**Source information**
----

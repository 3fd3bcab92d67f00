//! SQLite-backed credential vault.

use std::path::Path;
use std::sync::{Mutex, MutexGuard};

use async_trait::async_trait;
use chrono::{DateTime, Utc};
use rusqlite::{params, Connection, OptionalExtension};
use tracing::{info, warn};

use super::crypto::TokenCipher;
use super::provider::{CredentialError, CredentialProvider};
use super::types::{
    AccountInfo, Credential, CredentialRecord, OAuthClientConfig, ServiceKind, TokenBundle,
    DEFAULT_TOKEN_ENDPOINT,
};
use crate::metrics::CREDENTIAL_DECRYPT_FAILURES;

const RECORD_COLUMNS: &str = "id, user_id, kind, encrypted_tokens, oauth_config, account_info, is_valid, created_at, updated_at";

/// SQLite-backed credential store with token bundles encrypted at rest.
pub struct SqliteCredentialStore {
    conn: Mutex<Connection>,
    cipher: TokenCipher,
}

impl SqliteCredentialStore {
    /// Opens (or creates) the vault database at `path`.
    pub fn new(path: &Path, cipher: TokenCipher) -> Result<Self, CredentialError> {
        let conn = Connection::open(path).map_err(db_err)?;
        Self::initialize_schema(&conn)?;
        Ok(Self {
            conn: Mutex::new(conn),
            cipher,
        })
    }

    /// Create an in-memory vault (useful for testing).
    pub fn in_memory(cipher: TokenCipher) -> Result<Self, CredentialError> {
        let conn = Connection::open_in_memory().map_err(db_err)?;
        Self::initialize_schema(&conn)?;
        Ok(Self {
            conn: Mutex::new(conn),
            cipher,
        })
    }

    fn initialize_schema(conn: &Connection) -> Result<(), CredentialError> {
        conn.execute_batch(
            r#"
            CREATE TABLE IF NOT EXISTS credentials (
                id TEXT PRIMARY KEY,
                user_id TEXT NOT NULL,
                kind TEXT NOT NULL,
                encrypted_tokens TEXT,
                oauth_config TEXT,
                account_info TEXT,
                is_valid INTEGER NOT NULL DEFAULT 0,
                created_at TEXT NOT NULL,
                updated_at TEXT NOT NULL,
                UNIQUE (user_id, kind)
            );

            CREATE INDEX IF NOT EXISTS idx_credentials_user ON credentials(user_id);
            "#,
        )
        .map_err(db_err)
    }

    fn conn(&self) -> Result<MutexGuard<'_, Connection>, CredentialError> {
        self.conn
            .lock()
            .map_err(|_| CredentialError::Database("connection lock poisoned".to_string()))
    }

    fn row_to_record(row: &rusqlite::Row) -> rusqlite::Result<CredentialRecord> {
        let kind_str: String = row.get(2)?;
        let oauth_json: Option<String> = row.get(4)?;
        let account_json: Option<String> = row.get(5)?;
        let created_at_str: String = row.get(7)?;
        let updated_at_str: String = row.get(8)?;

        let kind = kind_str.parse::<ServiceKind>().map_err(|e| {
            rusqlite::Error::FromSqlConversionFailure(2, rusqlite::types::Type::Text, Box::new(e))
        })?;

        Ok(CredentialRecord {
            id: row.get(0)?,
            user_id: row.get(1)?,
            kind,
            encrypted_tokens: row.get(3)?,
            oauth_config: oauth_json.and_then(|json| serde_json::from_str(&json).ok()),
            account_info: account_json.and_then(|json| serde_json::from_str(&json).ok()),
            is_valid: row.get(6)?,
            created_at: parse_timestamp(&created_at_str),
            updated_at: parse_timestamp(&updated_at_str),
        })
    }

    fn fetch(
        conn: &Connection,
        user_id: &str,
        kind: ServiceKind,
    ) -> Result<Option<CredentialRecord>, CredentialError> {
        conn.query_row(
            &format!(
                "SELECT {} FROM credentials WHERE user_id = ? AND kind = ?",
                RECORD_COLUMNS
            ),
            params![user_id, kind.as_str()],
            Self::row_to_record,
        )
        .optional()
        .map_err(db_err)
    }

    fn upsert(conn: &Connection, record: &CredentialRecord) -> Result<(), CredentialError> {
        let oauth_json = record
            .oauth_config
            .as_ref()
            .map(serde_json::to_string)
            .transpose()
            .map_err(|e| CredentialError::Database(e.to_string()))?;
        let account_json = record
            .account_info
            .as_ref()
            .map(serde_json::to_string)
            .transpose()
            .map_err(|e| CredentialError::Database(e.to_string()))?;

        conn.execute(
            r#"
            INSERT INTO credentials (id, user_id, kind, encrypted_tokens, oauth_config, account_info, is_valid, created_at, updated_at)
            VALUES (?, ?, ?, ?, ?, ?, ?, ?, ?)
            ON CONFLICT(user_id, kind) DO UPDATE SET
                encrypted_tokens = excluded.encrypted_tokens,
                oauth_config = excluded.oauth_config,
                account_info = excluded.account_info,
                is_valid = excluded.is_valid,
                updated_at = excluded.updated_at
            "#,
            params![
                record.id,
                record.user_id,
                record.kind.as_str(),
                record.encrypted_tokens,
                oauth_json,
                account_json,
                record.is_valid,
                record.created_at.to_rfc3339(),
                record.updated_at.to_rfc3339(),
            ],
        )
        .map_err(db_err)?;
        Ok(())
    }

    /// Returns the stored record, valid or not.
    pub fn get_record(
        &self,
        user_id: &str,
        kind: ServiceKind,
    ) -> Result<Option<CredentialRecord>, CredentialError> {
        let conn = self.conn()?;
        Self::fetch(&conn, user_id, kind)
    }

    /// Lists all records for a user.
    pub fn list_records(&self, user_id: &str) -> Result<Vec<CredentialRecord>, CredentialError> {
        let conn = self.conn()?;
        let mut stmt = conn
            .prepare(&format!(
                "SELECT {} FROM credentials WHERE user_id = ? ORDER BY kind",
                RECORD_COLUMNS
            ))
            .map_err(db_err)?;
        let rows = stmt
            .query_map(params![user_id], Self::row_to_record)
            .map_err(db_err)?;
        rows.collect::<Result<Vec<_>, _>>().map_err(db_err)
    }

    /// Stores a token bundle, merging it with the previous one.
    ///
    /// Missing refresh token, token endpoint and scopes are carried over;
    /// OAuth config is always kept and account info is kept unless replaced.
    /// The record becomes valid.
    pub fn save_tokens(
        &self,
        user_id: &str,
        kind: ServiceKind,
        tokens: TokenBundle,
        account_info: Option<AccountInfo>,
    ) -> Result<CredentialRecord, CredentialError> {
        let conn = self.conn()?;
        let existing = Self::fetch(&conn, user_id, kind)?;

        let previous_tokens = existing
            .as_ref()
            .and_then(|r| r.encrypted_tokens.as_deref())
            .and_then(|enc| self.cipher.decrypt::<TokenBundle>(enc).ok())
            .unwrap_or_default();
        let merged = tokens.merged_with(&previous_tokens, kind);
        let encrypted = self.cipher.encrypt(&merged)?;

        let now = Utc::now();
        let record = match existing {
            Some(existing) => CredentialRecord {
                encrypted_tokens: Some(encrypted),
                account_info: account_info.or(existing.account_info),
                is_valid: true,
                updated_at: now,
                ..existing
            },
            None => CredentialRecord {
                id: uuid::Uuid::new_v4().to_string(),
                user_id: user_id.to_string(),
                kind,
                encrypted_tokens: Some(encrypted),
                oauth_config: None,
                account_info,
                is_valid: true,
                created_at: now,
                updated_at: now,
            },
        };

        Self::upsert(&conn, &record)?;
        info!(user_id = %user_id, kind = %kind, "Saved credential tokens");
        Ok(record)
    }

    /// Stores the OAuth client configuration for a service.
    ///
    /// A record created this way stays invalid until tokens are saved.
    /// Google Ads requires a developer token, taken from `config` or from the
    /// previously stored configuration.
    pub fn save_oauth_config(
        &self,
        user_id: &str,
        kind: ServiceKind,
        mut config: OAuthClientConfig,
    ) -> Result<CredentialRecord, CredentialError> {
        let conn = self.conn()?;
        let existing = Self::fetch(&conn, user_id, kind)?;
        let previous = existing.as_ref().and_then(|r| r.oauth_config.as_ref());

        if kind == ServiceKind::GoogleAds {
            if config.developer_token.is_none() {
                config.developer_token = previous.and_then(|p| p.developer_token.clone());
            }
            if config.login_customer_id.is_none() {
                config.login_customer_id = previous.and_then(|p| p.login_customer_id.clone());
            }
            if config.developer_token.as_deref().map_or(true, str::is_empty) {
                return Err(CredentialError::Validation(
                    "Google Ads integration requires a developer token".to_string(),
                ));
            }
        } else {
            config.developer_token = None;
            config.login_customer_id = None;
        }

        let now = Utc::now();
        let record = match existing {
            Some(existing) => CredentialRecord {
                oauth_config: Some(config),
                updated_at: now,
                ..existing
            },
            None => CredentialRecord {
                id: uuid::Uuid::new_v4().to_string(),
                user_id: user_id.to_string(),
                kind,
                encrypted_tokens: None,
                oauth_config: Some(config),
                account_info: None,
                is_valid: false,
                created_at: now,
                updated_at: now,
            },
        };

        Self::upsert(&conn, &record)?;
        Ok(record)
    }

    /// Returns the unencrypted OAuth client configuration, if any.
    pub fn get_oauth_config(
        &self,
        user_id: &str,
        kind: ServiceKind,
    ) -> Result<Option<OAuthClientConfig>, CredentialError> {
        Ok(self
            .get_record(user_id, kind)?
            .and_then(|record| record.oauth_config))
    }

    /// Marks a credential unusable until tokens are saved again.
    pub fn mark_invalid(&self, user_id: &str, kind: ServiceKind) -> Result<bool, CredentialError> {
        let conn = self.conn()?;
        let updated = conn
            .execute(
                "UPDATE credentials SET is_valid = 0, updated_at = ? WHERE user_id = ? AND kind = ?",
                params![Utc::now().to_rfc3339(), user_id, kind.as_str()],
            )
            .map_err(db_err)?;
        Ok(updated > 0)
    }

    /// Deletes a credential. Returns whether one existed.
    pub fn delete(&self, user_id: &str, kind: ServiceKind) -> Result<bool, CredentialError> {
        let conn = self.conn()?;
        let deleted = conn
            .execute(
                "DELETE FROM credentials WHERE user_id = ? AND kind = ?",
                params![user_id, kind.as_str()],
            )
            .map_err(db_err)?;
        Ok(deleted > 0)
    }

    /// Human-readable account name of a stored credential.
    pub fn account_name(
        &self,
        user_id: &str,
        kind: ServiceKind,
    ) -> Result<Option<String>, CredentialError> {
        Ok(self
            .get_record(user_id, kind)?
            .and_then(|record| record.account_name()))
    }

    /// Decrypts and completes the credential for `(user_id, kind)`.
    pub fn resolve(&self, user_id: &str, kind: ServiceKind) -> Result<Credential, CredentialError> {
        let record = self
            .get_record(user_id, kind)?
            .filter(|r| r.is_valid)
            .ok_or_else(|| CredentialError::not_found(user_id, kind))?;
        let encrypted = record
            .encrypted_tokens
            .as_deref()
            .ok_or_else(|| CredentialError::not_found(user_id, kind))?;

        let tokens: TokenBundle = match self.cipher.decrypt(encrypted) {
            Ok(tokens) => tokens,
            Err(e) => {
                warn!(
                    user_id = %user_id,
                    kind = %kind,
                    error = %e,
                    "Stored credential could not be decrypted, marking invalid"
                );
                CREDENTIAL_DECRYPT_FAILURES.inc();
                self.mark_invalid(user_id, kind)?;
                return Err(CredentialError::not_found(user_id, kind));
            }
        };

        let oauth = record.oauth_config.as_ref();
        let access_token = tokens
            .access_token
            .filter(|t| !t.is_empty())
            .ok_or(CredentialError::MissingField {
                kind,
                field: "access_token",
            })?;
        let refresh_token = tokens
            .refresh_token
            .filter(|t| !t.is_empty())
            .ok_or(CredentialError::MissingField {
                kind,
                field: "refresh_token",
            })?;

        Ok(Credential {
            kind,
            access_token,
            refresh_token,
            token_endpoint: tokens
                .token_uri
                .filter(|uri| !uri.is_empty())
                .unwrap_or_else(|| DEFAULT_TOKEN_ENDPOINT.to_string()),
            client_id: tokens
                .client_id
                .or_else(|| oauth.map(|o| o.client_id.clone())),
            client_secret: tokens
                .client_secret
                .or_else(|| oauth.map(|o| o.client_secret.clone())),
            scopes: tokens.scopes,
            developer_token: oauth.and_then(|o| o.developer_token.clone()),
            login_customer_id: oauth.and_then(|o| o.login_customer_id.clone()),
        })
    }
}

#[async_trait]
impl CredentialProvider for SqliteCredentialStore {
    async fn get_credential(
        &self,
        user_id: &str,
        kind: ServiceKind,
    ) -> Result<Credential, CredentialError> {
        self.resolve(user_id, kind)
    }
}

fn db_err(e: rusqlite::Error) -> CredentialError {
    CredentialError::Database(e.to_string())
}

fn parse_timestamp(value: &str) -> DateTime<Utc> {
    DateTime::parse_from_rfc3339(value)
        .map(|dt| dt.with_timezone(&Utc))
        .unwrap_or_else(|_| Utc::now())
}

----

**Work item**
Gather, from the listing above, every line carrying the word "OAuthClientConfig".

**Result below**
    AccountInfo, Credential, CredentialRecord, OAuthClientConfig, ServiceKind, TokenBundle,
        mut config: OAuthClientConfig,
    ) -> Result<Option<OAuthClientConfig>, CredentialError> {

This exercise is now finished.